YOUR TASK:
The expected output is each line in the data below that includes the string "Translator".

(Saved entries)
*****

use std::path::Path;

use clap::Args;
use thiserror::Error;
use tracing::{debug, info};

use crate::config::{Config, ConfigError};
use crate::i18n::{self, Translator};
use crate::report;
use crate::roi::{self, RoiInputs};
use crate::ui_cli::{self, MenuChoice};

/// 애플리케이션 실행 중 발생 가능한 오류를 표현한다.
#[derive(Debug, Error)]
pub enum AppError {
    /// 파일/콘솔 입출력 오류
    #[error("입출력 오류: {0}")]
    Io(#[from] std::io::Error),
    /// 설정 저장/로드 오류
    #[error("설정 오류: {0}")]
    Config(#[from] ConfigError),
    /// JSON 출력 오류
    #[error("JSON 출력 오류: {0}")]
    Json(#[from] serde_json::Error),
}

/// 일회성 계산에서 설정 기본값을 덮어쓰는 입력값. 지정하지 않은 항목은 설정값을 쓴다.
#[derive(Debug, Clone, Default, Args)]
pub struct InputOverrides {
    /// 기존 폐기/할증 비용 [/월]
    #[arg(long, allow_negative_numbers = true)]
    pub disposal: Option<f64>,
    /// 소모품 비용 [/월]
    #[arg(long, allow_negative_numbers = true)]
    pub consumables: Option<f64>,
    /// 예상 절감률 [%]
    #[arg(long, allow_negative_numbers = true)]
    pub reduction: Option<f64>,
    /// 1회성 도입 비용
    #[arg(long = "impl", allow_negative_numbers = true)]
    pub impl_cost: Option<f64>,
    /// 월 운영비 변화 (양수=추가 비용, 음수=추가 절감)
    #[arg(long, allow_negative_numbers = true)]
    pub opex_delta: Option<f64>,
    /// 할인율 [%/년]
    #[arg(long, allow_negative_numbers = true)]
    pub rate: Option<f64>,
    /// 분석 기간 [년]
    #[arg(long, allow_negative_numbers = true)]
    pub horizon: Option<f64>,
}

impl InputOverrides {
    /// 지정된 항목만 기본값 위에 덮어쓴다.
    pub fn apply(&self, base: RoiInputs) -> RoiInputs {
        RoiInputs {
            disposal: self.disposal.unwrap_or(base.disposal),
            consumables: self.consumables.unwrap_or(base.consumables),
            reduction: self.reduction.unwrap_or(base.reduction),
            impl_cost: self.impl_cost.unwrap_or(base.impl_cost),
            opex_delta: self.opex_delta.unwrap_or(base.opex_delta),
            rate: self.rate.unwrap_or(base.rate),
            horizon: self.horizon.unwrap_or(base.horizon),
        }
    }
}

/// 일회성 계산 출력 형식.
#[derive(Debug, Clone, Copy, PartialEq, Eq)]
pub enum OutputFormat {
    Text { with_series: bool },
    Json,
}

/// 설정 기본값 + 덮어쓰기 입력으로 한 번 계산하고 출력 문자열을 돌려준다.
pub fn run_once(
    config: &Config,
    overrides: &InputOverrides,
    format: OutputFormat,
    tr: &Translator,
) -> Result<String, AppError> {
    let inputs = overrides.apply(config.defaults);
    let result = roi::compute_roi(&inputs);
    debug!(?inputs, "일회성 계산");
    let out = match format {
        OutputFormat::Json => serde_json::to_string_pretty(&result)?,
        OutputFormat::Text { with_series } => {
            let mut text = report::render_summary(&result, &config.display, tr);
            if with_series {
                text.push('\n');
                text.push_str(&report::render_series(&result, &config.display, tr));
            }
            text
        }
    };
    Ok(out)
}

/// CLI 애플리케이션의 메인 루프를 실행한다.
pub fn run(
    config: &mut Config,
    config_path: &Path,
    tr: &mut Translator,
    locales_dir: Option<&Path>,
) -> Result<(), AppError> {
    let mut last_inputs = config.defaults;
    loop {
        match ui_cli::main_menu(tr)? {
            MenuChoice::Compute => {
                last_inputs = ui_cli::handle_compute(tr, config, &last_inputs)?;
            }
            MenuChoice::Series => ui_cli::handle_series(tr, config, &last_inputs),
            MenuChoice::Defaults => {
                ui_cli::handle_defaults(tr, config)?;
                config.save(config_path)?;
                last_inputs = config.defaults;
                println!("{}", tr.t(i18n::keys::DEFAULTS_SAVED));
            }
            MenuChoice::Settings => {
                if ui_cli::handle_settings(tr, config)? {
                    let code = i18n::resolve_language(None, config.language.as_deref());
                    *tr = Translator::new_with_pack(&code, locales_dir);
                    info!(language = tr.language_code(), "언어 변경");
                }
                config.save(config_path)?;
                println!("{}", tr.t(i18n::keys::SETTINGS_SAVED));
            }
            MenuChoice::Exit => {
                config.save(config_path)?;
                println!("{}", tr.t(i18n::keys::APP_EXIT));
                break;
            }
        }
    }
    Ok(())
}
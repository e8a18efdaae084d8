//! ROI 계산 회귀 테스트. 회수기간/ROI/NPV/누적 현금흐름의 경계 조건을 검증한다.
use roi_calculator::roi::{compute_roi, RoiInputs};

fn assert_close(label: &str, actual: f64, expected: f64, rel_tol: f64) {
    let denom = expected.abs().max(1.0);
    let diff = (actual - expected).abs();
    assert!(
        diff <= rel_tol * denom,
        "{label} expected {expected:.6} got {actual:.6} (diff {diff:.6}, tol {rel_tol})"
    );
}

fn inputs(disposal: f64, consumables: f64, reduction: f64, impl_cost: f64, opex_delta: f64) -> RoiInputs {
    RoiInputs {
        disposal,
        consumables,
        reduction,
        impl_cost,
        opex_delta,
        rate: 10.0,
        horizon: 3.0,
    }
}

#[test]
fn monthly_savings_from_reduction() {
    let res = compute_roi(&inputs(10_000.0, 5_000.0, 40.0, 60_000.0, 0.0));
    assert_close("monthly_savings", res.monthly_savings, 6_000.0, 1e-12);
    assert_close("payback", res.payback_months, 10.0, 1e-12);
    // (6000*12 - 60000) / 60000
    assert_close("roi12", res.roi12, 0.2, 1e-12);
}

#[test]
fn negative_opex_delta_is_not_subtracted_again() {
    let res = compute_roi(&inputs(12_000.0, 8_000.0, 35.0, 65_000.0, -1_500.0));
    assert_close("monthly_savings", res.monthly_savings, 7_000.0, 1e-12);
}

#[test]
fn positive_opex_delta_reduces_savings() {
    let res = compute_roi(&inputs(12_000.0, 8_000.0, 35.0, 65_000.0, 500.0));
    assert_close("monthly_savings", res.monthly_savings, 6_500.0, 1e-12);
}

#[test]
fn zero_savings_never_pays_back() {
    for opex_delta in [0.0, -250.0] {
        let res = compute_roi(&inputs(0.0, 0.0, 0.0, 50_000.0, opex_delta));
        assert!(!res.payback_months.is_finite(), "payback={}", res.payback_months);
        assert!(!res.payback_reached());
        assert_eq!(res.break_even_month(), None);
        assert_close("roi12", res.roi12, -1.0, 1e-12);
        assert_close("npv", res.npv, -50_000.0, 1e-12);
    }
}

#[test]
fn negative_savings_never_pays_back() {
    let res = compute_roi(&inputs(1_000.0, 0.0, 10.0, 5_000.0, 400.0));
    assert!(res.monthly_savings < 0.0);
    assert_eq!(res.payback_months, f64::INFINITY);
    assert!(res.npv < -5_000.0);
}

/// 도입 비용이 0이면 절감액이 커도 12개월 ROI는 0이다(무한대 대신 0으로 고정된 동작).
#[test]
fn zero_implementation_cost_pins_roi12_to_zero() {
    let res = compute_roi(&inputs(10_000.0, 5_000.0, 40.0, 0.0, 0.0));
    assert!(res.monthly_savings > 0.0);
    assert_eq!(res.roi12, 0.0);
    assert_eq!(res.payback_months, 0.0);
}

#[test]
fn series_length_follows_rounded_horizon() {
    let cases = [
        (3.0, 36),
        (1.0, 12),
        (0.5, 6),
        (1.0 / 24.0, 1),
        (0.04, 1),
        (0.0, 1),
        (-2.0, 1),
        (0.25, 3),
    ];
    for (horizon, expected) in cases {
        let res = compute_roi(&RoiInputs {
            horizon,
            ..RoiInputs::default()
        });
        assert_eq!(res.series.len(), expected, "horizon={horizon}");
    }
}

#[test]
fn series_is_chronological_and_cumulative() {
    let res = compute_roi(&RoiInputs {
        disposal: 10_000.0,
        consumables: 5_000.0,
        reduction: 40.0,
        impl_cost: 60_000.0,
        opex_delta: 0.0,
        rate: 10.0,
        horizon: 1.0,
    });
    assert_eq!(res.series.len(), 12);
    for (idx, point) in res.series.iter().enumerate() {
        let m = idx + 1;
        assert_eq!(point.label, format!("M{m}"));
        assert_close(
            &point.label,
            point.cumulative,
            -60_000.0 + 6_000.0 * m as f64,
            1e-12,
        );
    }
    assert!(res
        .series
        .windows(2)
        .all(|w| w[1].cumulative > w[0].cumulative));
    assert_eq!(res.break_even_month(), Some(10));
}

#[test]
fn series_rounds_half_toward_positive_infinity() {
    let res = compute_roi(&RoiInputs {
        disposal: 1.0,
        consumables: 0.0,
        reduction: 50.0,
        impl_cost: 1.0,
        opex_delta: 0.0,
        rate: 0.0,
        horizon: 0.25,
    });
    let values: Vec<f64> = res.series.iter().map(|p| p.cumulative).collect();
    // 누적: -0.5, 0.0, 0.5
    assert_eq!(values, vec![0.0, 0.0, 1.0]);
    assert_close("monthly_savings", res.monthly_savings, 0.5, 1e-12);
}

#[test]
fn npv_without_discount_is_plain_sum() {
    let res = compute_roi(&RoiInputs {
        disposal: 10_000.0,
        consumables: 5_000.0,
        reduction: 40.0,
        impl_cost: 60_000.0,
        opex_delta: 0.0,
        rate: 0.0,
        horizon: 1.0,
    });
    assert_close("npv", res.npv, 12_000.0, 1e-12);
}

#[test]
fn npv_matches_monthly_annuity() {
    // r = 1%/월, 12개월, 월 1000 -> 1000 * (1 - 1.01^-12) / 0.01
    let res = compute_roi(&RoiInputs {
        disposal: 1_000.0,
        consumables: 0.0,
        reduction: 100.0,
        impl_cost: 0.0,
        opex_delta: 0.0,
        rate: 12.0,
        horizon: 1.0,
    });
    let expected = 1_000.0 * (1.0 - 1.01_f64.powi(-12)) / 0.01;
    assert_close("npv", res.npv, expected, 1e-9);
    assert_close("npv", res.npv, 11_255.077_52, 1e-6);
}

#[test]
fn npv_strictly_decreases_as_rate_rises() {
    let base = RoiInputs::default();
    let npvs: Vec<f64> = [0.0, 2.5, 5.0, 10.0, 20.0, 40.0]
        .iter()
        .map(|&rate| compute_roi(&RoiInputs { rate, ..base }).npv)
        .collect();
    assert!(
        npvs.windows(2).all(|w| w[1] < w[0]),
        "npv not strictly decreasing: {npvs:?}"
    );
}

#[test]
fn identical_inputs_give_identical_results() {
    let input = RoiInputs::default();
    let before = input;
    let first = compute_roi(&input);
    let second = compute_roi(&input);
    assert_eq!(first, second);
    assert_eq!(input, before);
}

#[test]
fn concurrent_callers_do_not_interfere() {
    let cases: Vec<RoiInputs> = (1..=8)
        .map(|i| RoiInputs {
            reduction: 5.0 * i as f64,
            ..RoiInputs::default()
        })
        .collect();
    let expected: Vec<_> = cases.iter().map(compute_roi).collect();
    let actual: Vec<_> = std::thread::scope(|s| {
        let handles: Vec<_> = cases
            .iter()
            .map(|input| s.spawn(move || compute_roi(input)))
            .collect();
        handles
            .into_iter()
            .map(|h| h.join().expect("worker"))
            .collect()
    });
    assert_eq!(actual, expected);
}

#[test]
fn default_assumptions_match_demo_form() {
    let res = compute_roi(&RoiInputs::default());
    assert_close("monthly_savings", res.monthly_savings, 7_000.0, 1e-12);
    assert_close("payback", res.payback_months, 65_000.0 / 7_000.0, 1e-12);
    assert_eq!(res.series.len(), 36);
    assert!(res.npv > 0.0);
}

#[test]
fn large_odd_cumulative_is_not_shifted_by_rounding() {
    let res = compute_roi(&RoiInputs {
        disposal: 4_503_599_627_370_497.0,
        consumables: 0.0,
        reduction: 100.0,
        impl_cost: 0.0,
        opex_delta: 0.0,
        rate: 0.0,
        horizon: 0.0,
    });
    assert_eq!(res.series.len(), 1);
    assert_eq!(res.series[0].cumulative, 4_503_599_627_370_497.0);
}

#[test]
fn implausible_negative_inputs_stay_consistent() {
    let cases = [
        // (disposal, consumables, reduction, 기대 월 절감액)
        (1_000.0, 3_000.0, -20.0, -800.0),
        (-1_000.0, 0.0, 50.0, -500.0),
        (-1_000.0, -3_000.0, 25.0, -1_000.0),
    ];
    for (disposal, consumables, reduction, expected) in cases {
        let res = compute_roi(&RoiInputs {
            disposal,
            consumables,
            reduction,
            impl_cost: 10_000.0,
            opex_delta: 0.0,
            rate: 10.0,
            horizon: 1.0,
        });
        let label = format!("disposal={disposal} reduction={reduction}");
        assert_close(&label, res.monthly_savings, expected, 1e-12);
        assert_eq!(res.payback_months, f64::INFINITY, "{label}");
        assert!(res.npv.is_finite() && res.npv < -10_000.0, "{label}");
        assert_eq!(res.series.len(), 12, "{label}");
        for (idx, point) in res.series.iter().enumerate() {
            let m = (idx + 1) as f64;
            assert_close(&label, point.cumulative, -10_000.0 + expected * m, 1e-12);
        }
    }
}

*****

OUTPUT FOR THIS TASK:
use crate::i18n::{self, Translator};
    tr: &Translator,
    tr: &mut Translator,
                    *tr = Translator::new_with_pack(&code, locales_dir);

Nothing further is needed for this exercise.